Autoloading classes in PHPUnit using Composer and autoload.php

Well, at first. You need to tell the autoloader where to find the php file for a class. That’s done by following the PSR-0 standard.

The best way is to use namespaces. The autoloader searches for a Acme/Tests/ReturningTest.php file when you requested a Acme\Tests\ReturningTest class. There are some great namespace tutorials out there, just search and read. Please note that namespacing is not something that came into PHP for autoloading, it’s something that can be used for autoloading.
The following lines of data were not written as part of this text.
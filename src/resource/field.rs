use serde_json::{Number, Value};

/// What kind of input a field takes in the editor
#[derive(Debug, Clone, Copy, PartialEq, Eq)]
pub enum FieldKind {
    Text,
    LongText,
    Number,
    Date,
    Url,
    Email,
    Choice(&'static [&'static str]),
    /// Binary attachment; never pre-filled from server data
    File,
    /// Draft-only "still ongoing" checkbox. Derived from `clears` being blank,
    /// never sent, and forces `clears` to null when set.
    CurrentFlag { clears: &'static str },
}

#[derive(Debug, Clone, Copy, PartialEq)]
pub enum FieldDefault {
    Empty,
    Text(&'static str),
    Number(i64),
    Bool(bool),
    Unset,
}

impl FieldDefault {
    pub fn to_value(self) -> Value {
        match self {
            FieldDefault::Empty => Value::String(String::new()),
            FieldDefault::Text(s) => Value::String(s.to_string()),
            FieldDefault::Number(n) => Value::from(n),
            FieldDefault::Bool(b) => Value::Bool(b),
            FieldDefault::Unset => Value::Null,
        }
    }
}

#[derive(Debug, Clone, Copy, PartialEq)]
pub struct FieldSpec {
    pub name: &'static str,
    pub kind: FieldKind,
    pub default: FieldDefault,
}

impl FieldSpec {
    pub const fn text(name: &'static str) -> Self {
        Self { name, kind: FieldKind::Text, default: FieldDefault::Empty }
    }

    pub const fn long_text(name: &'static str) -> Self {
        Self { name, kind: FieldKind::LongText, default: FieldDefault::Empty }
    }

    pub const fn url(name: &'static str) -> Self {
        Self { name, kind: FieldKind::Url, default: FieldDefault::Empty }
    }

    pub const fn email(name: &'static str) -> Self {
        Self { name, kind: FieldKind::Email, default: FieldDefault::Empty }
    }

    pub const fn date(name: &'static str) -> Self {
        Self { name, kind: FieldKind::Date, default: FieldDefault::Empty }
    }

    pub const fn number(name: &'static str, default: i64) -> Self {
        Self { name, kind: FieldKind::Number, default: FieldDefault::Number(default) }
    }

    pub const fn choice(name: &'static str, options: &'static [&'static str], default: &'static str) -> Self {
        Self { name, kind: FieldKind::Choice(options), default: FieldDefault::Text(default) }
    }

    pub const fn file(name: &'static str) -> Self {
        Self { name, kind: FieldKind::File, default: FieldDefault::Unset }
    }

    pub const fn current_flag(name: &'static str, clears: &'static str) -> Self {
        Self { name, kind: FieldKind::CurrentFlag { clears }, default: FieldDefault::Bool(false) }
    }

    pub fn is_file(&self) -> bool {
        matches!(self.kind, FieldKind::File)
    }

    /// Draft-only fields are never part of the outbound payload
    pub fn is_draft_only(&self) -> bool {
        matches!(self.kind, FieldKind::CurrentFlag { .. })
    }

    /// Convert command-line text into the value this field expects
    pub fn coerce(&self, raw: &str) -> Value {
        match self.kind {
            FieldKind::Number => raw
                .trim()
                .parse::<i64>()
                .map(Value::from)
                .ok()
                .or_else(|| raw.trim().parse::<f64>().ok().and_then(Number::from_f64).map(Value::Number))
                .unwrap_or_else(|| Value::String(raw.to_string())),
            FieldKind::CurrentFlag { .. } => match raw.trim().to_ascii_lowercase().as_str() {
                "true" | "yes" | "1" | "on" => Value::Bool(true),
                "false" | "no" | "0" | "off" | "" => Value::Bool(false),
                _ => Value::String(raw.to_string()),
            },
            FieldKind::Choice(_) => Value::String(raw.trim().to_ascii_uppercase()),
            _ => Value::String(raw.to_string()),
        }
    }

    /// Reject values the form control could never produce
    pub fn accepts(&self, value: &Value) -> bool {
        match self.kind {
            FieldKind::File => false,
            FieldKind::CurrentFlag { .. } => value.is_boolean(),
            FieldKind::Number => value.is_number() || value.is_null(),
            FieldKind::Choice(options) => value
                .as_str()
                .map(|s| options.contains(&s))
                .unwrap_or(false),
            _ => value.is_string() || value.is_null(),
        }
    }
}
Composer comes with a standard PSR-0 autoloader (the one in vendor/autoload.php). In your case you want to tell the autoloader to search for files in the lib directory. Then when you use ReturningTest it will look for /lib/ReturningTest.php.

Add this to your composer.json:

{
    ...
    "autoload": {
        "psr-0": { "": "lib/" }
    }
}

More information in the documentation.

Now the autoloader can find your classes you need to let PHPunit know there is a file to execute before running the tests: a bootstrap file. You can use the --bootstrap option to specify where the bootstrap file is located:

$ ./vendor/bin/phpunit tests --bootstrap vendor/autoload.php

However, it’s nicer to use a PHPunit configuration file:

<!-- /phpunit.xml.dist -->
<?xml version="1.0" encoding="utf-8" ?>
<phpunit bootstrap="./vendor/autoload.php">

    <testsuites>
        <testsuite name="The project's test suite">
            <directory>./tests</directory>
        </testsuite>
    </testsuites>

</phpunit>

Now, you can run the command and it will automatically detect the configuration file:

$ ./vendor/bin/phpunit

If you put the configuration file into another directory, you need to put the path to that directory in the command with the -c option.